Fear. After being married for so long, Janet’s husband knew which fears to target for Janet. Apparent fears are left alone such as a fear of spiders or heights. Instead, the fear targeted is deep-rooted such as a fear of abandonment, loneliness, humiliation, or failure. These fears tend to be unique in intensity to individuals so one person may not perceive that a threat is being made while another one is mortified. This allows the villain to have some additional cover in their deception. Janet’s fear was of failure. Her husband threatened to tell Janet’s boss about how she got fired years ago if Janet didn’t stop hanging out with a friend her husband did not like. Other examples include, “If you don’t do this,” the blackmailer will leave the relationship, isolate the victim from friends, ridicule the victim in front of family, or expose other past failures.
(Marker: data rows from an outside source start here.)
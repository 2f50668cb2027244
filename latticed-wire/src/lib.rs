//! All inter-process communication — controller to client, controller
//! to node daemon — takes the form of one envelope type carrying a
//! typed body. Generalizes `submerge-net`'s `Msg`/`SpecificMsg` pair
//! (one common envelope, one variant enum for the specifics) from a
//! 3-message toy protocol to the RPC surface the controller and
//! agents need.
//!
//! Encoding goes through `rmp_serde` rather than hand-rolled
//! byte-swapping: MessagePack's own framing gives us the
//! length-prefixed, cross-platform-safe wire format the spec asks
//! for without reinventing int byte order.

use latticed_base::{Bitmap, Error, Result};
use serde::{Deserialize, Serialize};

/// The packed-bitmap wire shape: `(bit_count, word_count, word_array)`,
/// independent of the sending host's native word size.
#[derive(Clone, Debug, Eq, PartialEq, Serialize, Deserialize)]
pub struct PackedBitmap {
    pub bit_count: u64,
    pub word_count: u64,
    pub words: Vec<u64>,
}

impl From<&Bitmap> for PackedBitmap {
    fn from(b: &Bitmap) -> Self {
        let (bit_count, word_count, words) = b.pack();
        PackedBitmap { bit_count, word_count, words }
    }
}

impl TryFrom<&PackedBitmap> for Bitmap {
    type Error = Error;
    fn try_from(p: &PackedBitmap) -> Result<Bitmap> {
        Bitmap::unpack(p.bit_count, p.word_count, p.words.clone())
    }
}

/// A job id, optionally carrying an array-task index and/or a
/// heterogeneous-job component index, matching the id syntax forms in
/// the CLI surface (`123`, `123_5`, `123+1`).
#[derive(Clone, Copy, Debug, Eq, PartialEq, Ord, PartialOrd, Hash, Serialize, Deserialize)]
pub struct JobId {
    pub base: u64,
    pub array_task: Option<u32>,
    pub het_component: Option<u32>,
}

impl JobId {
    pub fn simple(base: u64) -> JobId {
        JobId { base, array_task: None, het_component: None }
    }
}

/// Sentinel step ids, plus the ordinary positive integer case.
#[derive(Clone, Copy, Debug, Eq, PartialEq, Ord, PartialOrd, Hash, Serialize, Deserialize)]
pub enum StepId {
    BatchScript,
    Interactive,
    Extern,
    Id(u32),
}

#[derive(Clone, Debug, Eq, PartialEq, Serialize, Deserialize)]
pub struct NodeCredentialWire {
    pub job_id: JobId,
    pub step_id: StepId,
    pub uid: u32,
    pub gid: u32,
    pub node_list: String,
    pub core_bitmaps_per_node: Vec<PackedBitmap>,
    pub memory_per_node: Vec<u64>,
    pub expiration_unix_ms: u64,
    pub signature: Vec<u8>,
}

/// The typed payload of a message. Names mirror the RPC message types
/// named in the spec (`REQUEST_BATCH_JOB_LAUNCH` -> `BatchJobLaunch`,
/// etc.); `*_RESPONSE` variants are the same request name with
/// `is_response` set true on the envelope rather than a doubled enum.
#[derive(Clone, Debug, Serialize, Deserialize)]
pub enum RpcBody {
    BatchJobLaunch {
        job_id: JobId,
        node_list: String,
        cpu_bitmap: PackedBitmap,
        credential: NodeCredentialWire,
        script: Vec<u8>,
        environment: Vec<(String, String)>,
    },
    LaunchTasks {
        job_id: JobId,
        step_id: StepId,
        node_list: String,
        tasks_per_node: Vec<u32>,
        credential: NodeCredentialWire,
    },
    SignalTasks {
        job_id: JobId,
        step_id: StepId,
        signal: i32,
    },
    TerminateTasks {
        job_id: JobId,
        step_id: StepId,
    },
    KillJob {
        job_id: JobId,
        hurry: bool,
    },
    KillTimelimit {
        job_id: JobId,
    },
    NodeRegistrationStatus {
        node_name: String,
        up_steps: Vec<(JobId, StepId)>,
    },
    Ping,
    Reconfigure,
    JobNotify {
        job_id: JobId,
        message: String,
    },
    Shutdown,
    /// The universal numeric-code-plus-message response, carrying an
    /// `latticed_base::ErrorKind` wire code on failure and `0` on
    /// success.
    SlurmRc {
        code: i32,
        message: String,
    },
}

impl RpcBody {
    pub fn msg_type(&self) -> MsgType {
        match self {
            RpcBody::BatchJobLaunch { .. } => MsgType::RequestBatchJobLaunch,
            RpcBody::LaunchTasks { .. } => MsgType::RequestLaunchTasks,
            RpcBody::SignalTasks { .. } => MsgType::RequestSignalTasks,
            RpcBody::TerminateTasks { .. } => MsgType::RequestTerminateTasks,
            RpcBody::KillJob { .. } => MsgType::RequestKillJob,
            RpcBody::KillTimelimit { .. } => MsgType::RequestKillTimelimit,
            RpcBody::NodeRegistrationStatus { .. } => MsgType::RequestNodeRegistrationStatus,
            RpcBody::Ping => MsgType::RequestPing,
            RpcBody::Reconfigure => MsgType::RequestReconfigure,
            RpcBody::JobNotify { .. } => MsgType::RequestJobNotify,
            RpcBody::Shutdown => MsgType::RequestShutdown,
            RpcBody::SlurmRc { .. } => MsgType::ResponseSlurmRc,
        }
    }
}

#[derive(Clone, Copy, Debug, Eq, PartialEq, Hash, Serialize, Deserialize)]
#[repr(u16)]
pub enum MsgType {
    RequestBatchJobLaunch = 1,
    RequestLaunchTasks = 2,
    RequestSignalTasks = 3,
    RequestTerminateTasks = 4,
    RequestKillJob = 5,
    RequestKillTimelimit = 6,
    RequestNodeRegistrationStatus = 7,
    RequestPing = 8,
    RequestReconfigure = 9,
    RequestJobNotify = 10,
    RequestShutdown = 11,
    ResponseSlurmRc = 100,
}

pub const CURRENT_PROTOCOL_VERSION: u16 = 1;

/// `{protocol_version, msg_type, body_length, body, auth_cred}`, per
/// the wire envelope in the spec.
#[derive(Clone, Debug, Serialize, Deserialize)]
pub struct Envelope {
    pub protocol_version: u16,
    pub msg_type: MsgType,
    pub body: Vec<u8>,
    pub auth_cred: Vec<u8>,
}

impl Envelope {
    pub fn encode(body: &RpcBody, auth_cred: Vec<u8>) -> Result<Envelope> {
        let packed = rmp_serde::to_vec(body)?;
        Ok(Envelope {
            protocol_version: CURRENT_PROTOCOL_VERSION,
            msg_type: body.msg_type(),
            body: packed,
            auth_cred,
        })
    }

    pub fn decode_body(&self) -> Result<RpcBody> {
        Ok(rmp_serde::from_slice(&self.body)?)
    }

    pub fn body_length(&self) -> u32 {
        self.body.len() as u32
    }

    pub fn to_bytes(&self) -> Result<Vec<u8>> {
        Ok(rmp_serde::to_vec(self)?)
    }

    pub fn from_bytes(buf: &[u8]) -> Result<Envelope> {
        Ok(rmp_serde::from_slice(buf)?)
    }
}

#[cfg(test)]
mod test {
    use super::*;

    #[test]
    fn envelope_round_trips() {
        let body = RpcBody::KillJob { job_id: JobId::simple(42), hurry: false };
        let env = Envelope::encode(&body, vec![1, 2, 3]).unwrap();
        assert_eq!(env.msg_type, MsgType::RequestKillJob);
        let bytes = env.to_bytes().unwrap();
        let back = Envelope::from_bytes(&bytes).unwrap();
        match back.decode_body().unwrap() {
            RpcBody::KillJob { job_id, hurry } => {
                assert_eq!(job_id.base, 42);
                assert!(!hurry);
            }
            other => panic!("unexpected body {other:?}"),
        }
    }

    #[test]
    fn packed_bitmap_round_trips() {
        let mut b = Bitmap::alloc(20);
        b.set(3);
        b.set(19);
        let packed = PackedBitmap::from(&b);
        let back = Bitmap::try_from(&packed).unwrap();
        assert_eq!(b, back);
    }
}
Obligation. As a functioning alcoholic, Janet’s husband talked and acted like most addicts including using this blackmail tactic. Addicts need to justify their use of a substance, so they blame others for things they are responsible for doing. This refusal of accepting any responsibility translates into projecting responsibility unfairly onto others. Thus, emotional blackmail through obligation is born. Janet, who is the enabler to her husband, repeatedly fell into this trap hoping that by doing what is asked, her husband will stop. However, he didn’t, and matters just escalated. Here are a couple of examples. “If you kick me out of the house, I’ll drink more, and the kids will blame you.” “If you don’t take the fall for me (because he was late and missed an important work meeting), I’ll lose my job and then we will lose the house.” “I won’t drink if you give me sex.”
Guilt. This type of emotional blackmail is more commonly known as “guilt-tripping.” Unlike the other two categories, this one has a mutual negative threat attached to the villain. The threat is designed to make the Janet feel guilty for causing some negative outcome to her husband. Many times, the guilt is implied, and the demand is not overtly stated. For instance, “You make me feel so angry (rejected, abandoned, or unloved),” “Only a selfish person would do that,” or “If only my life was as easy (good) as yours.” These backhanded remarks left Janet feeling guilty for causing some pain to her husband. However, the pain does not have to be real to her for her husband to utilize it, rather it is a projection of the pain that he might be feeling.
Understanding emotional blackmail is a critical step in eliminating its effectiveness. The next part is harder; the target must stop being a victim. This can be done by ignoring the comments or refusing to cave in to the demands. For Janet, she had enough and left. If you are unsure of how emotional blackmail may be playing a role in your life, get help – and be ready to maybe make some tough decisions.